Task details | Your answer must be an exact copy of the records below.
╭─ Supplied information
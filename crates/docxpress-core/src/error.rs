// SPDX-License-Identifier: PMPL-1.0-or-later
// Copyright (c) 2026 Jonathan D.A. Jewell (hyperpolymath) <jonathan.jewell@open.ac.uk>
//
// Unified error types for docxpress.

use thiserror::Error;

/// Top-level error type for all docxpress operations.
#[derive(Debug, Error)]
pub enum DocxpressError {
    // -- Request errors --
    #[error("{0} is required")]
    MissingField(&'static str),

    #[error("{0}")]
    InvalidRequest(String),

    // -- Conversion errors --
    #[error("CSS inlining failed: {0}")]
    CssInline(String),

    #[error("HTML parsing failed: {0}")]
    HtmlParse(String),

    #[error("XML serialization failed: {0}")]
    Xml(String),

    #[error("DOCX packaging failed: {0}")]
    Package(String),

    #[error("generation task failed: {0}")]
    Task(String),

    // -- Service --
    #[error("server error: {0}")]
    Server(String),

    #[error("configuration error: {0}")]
    Config(String),

    #[error("file I/O error: {0}")]
    Io(#[from] std::io::Error),

    #[error("serialization error: {0}")]
    Serialization(#[from] serde_json::Error),
}

impl DocxpressError {
    /// Whether the caller caused this error (bad or missing input) as opposed
    /// to a failure inside the conversion chain.
    pub fn is_client_error(&self) -> bool {
        matches!(self, Self::MissingField(_) | Self::InvalidRequest(_))
    }
}

impl From<config::ConfigError> for DocxpressError {
    fn from(err: config::ConfigError) -> Self {
        Self::Config(err.to_string())
    }
}

/// Alias used throughout the codebase.
pub type Result<T> = std::result::Result<T, DocxpressError>;
// SPDX-License-Identifier: PMPL-1.0-or-later
// Copyright (c) 2026 Jonathan D.A. Jewell (hyperpolymath) <jonathan.jewell@open.ac.uk>
//
// docxpress-server: HTTP front end for document generation.
//
// Routes:
//   GET  /                   health text
//   POST /generate-docx      JSON request in, `.docx` out
//   POST /generate-document  JSON request in, PDF or `.docx` out
//   GET  /test-docx          fixed demonstration document
//
// CORS is open to every origin and request bodies are capped by
// `ServerConfig::max_body_bytes`.

pub mod error;
pub mod handlers;
pub mod routes;
pub mod server;
pub mod state;

pub use error::ApiError;
pub use routes::build_router;
pub use server::DocxServer;
pub use state::AppState;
╰─
Answer for this exercise |
filename crates/docxpress-core/src/error.rs
// SPDX-License-Identifier: PMPL-1.0-or-later
// Copyright (c) 2026 Jonathan D.A. Jewell (hyperpolymath) <jonathan.jewell@open.ac.uk>
//
// Unified error types for docxpress.

use thiserror::Error;

/// Top-level error type for all docxpress operations.
#[derive(Debug, Error)]
pub enum DocxpressError {
    // -- Request errors --
    #[error("{0} is required")]
    MissingField(&'static str),

    #[error("{0}")]
    InvalidRequest(String),

    // -- Conversion errors --
    #[error("CSS inlining failed: {0}")]
    CssInline(String),

    #[error("HTML parsing failed: {0}")]
    HtmlParse(String),

    #[error("XML serialization failed: {0}")]
    Xml(String),

    #[error("DOCX packaging failed: {0}")]
    Package(String),

    #[error("generation task failed: {0}")]
    Task(String),

    // -- Service --
    #[error("server error: {0}")]
    Server(String),

    #[error("configuration error: {0}")]
    Config(String),

    #[error("file I/O error: {0}")]
    Io(#[from] std::io::Error),

    #[error("serialization error: {0}")]
    Serialization(#[from] serde_json::Error),
}

impl DocxpressError {
    /// Whether the caller caused this error (bad or missing input) as opposed
    /// to a failure inside the conversion chain.
    pub fn is_client_error(&self) -> bool {
        matches!(self, Self::MissingField(_) | Self::InvalidRequest(_))
    }
}

impl From<config::ConfigError> for DocxpressError {
    fn from(err: config::ConfigError) -> Self {
        Self::Config(err.to_string())
    }
}

/// Alias used throughout the codebase.
pub type Result<T> = std::result::Result<T, DocxpressError>;
// SPDX-License-Identifier: PMPL-1.0-or-later
// Copyright (c) 2026 Jonathan D.A. Jewell (hyperpolymath) <jonathan.jewell@open.ac.uk>
//
// docxpress-server: HTTP front end for document generation.
//
// Routes:
//   GET  /                   health text
//   POST /generate-docx      JSON request in, `.docx` out
//   POST /generate-document  JSON request in, PDF or `.docx` out
//   GET  /test-docx          fixed demonstration document
//
// CORS is open to every origin and request bodies are capped by
// `ServerConfig::max_body_bytes`.

pub mod error;
pub mod handlers;
pub mod routes;
pub mod server;
pub mod state;

pub use error::ApiError;
pub use routes::build_router;
pub use server::DocxServer;
pub use state::AppState;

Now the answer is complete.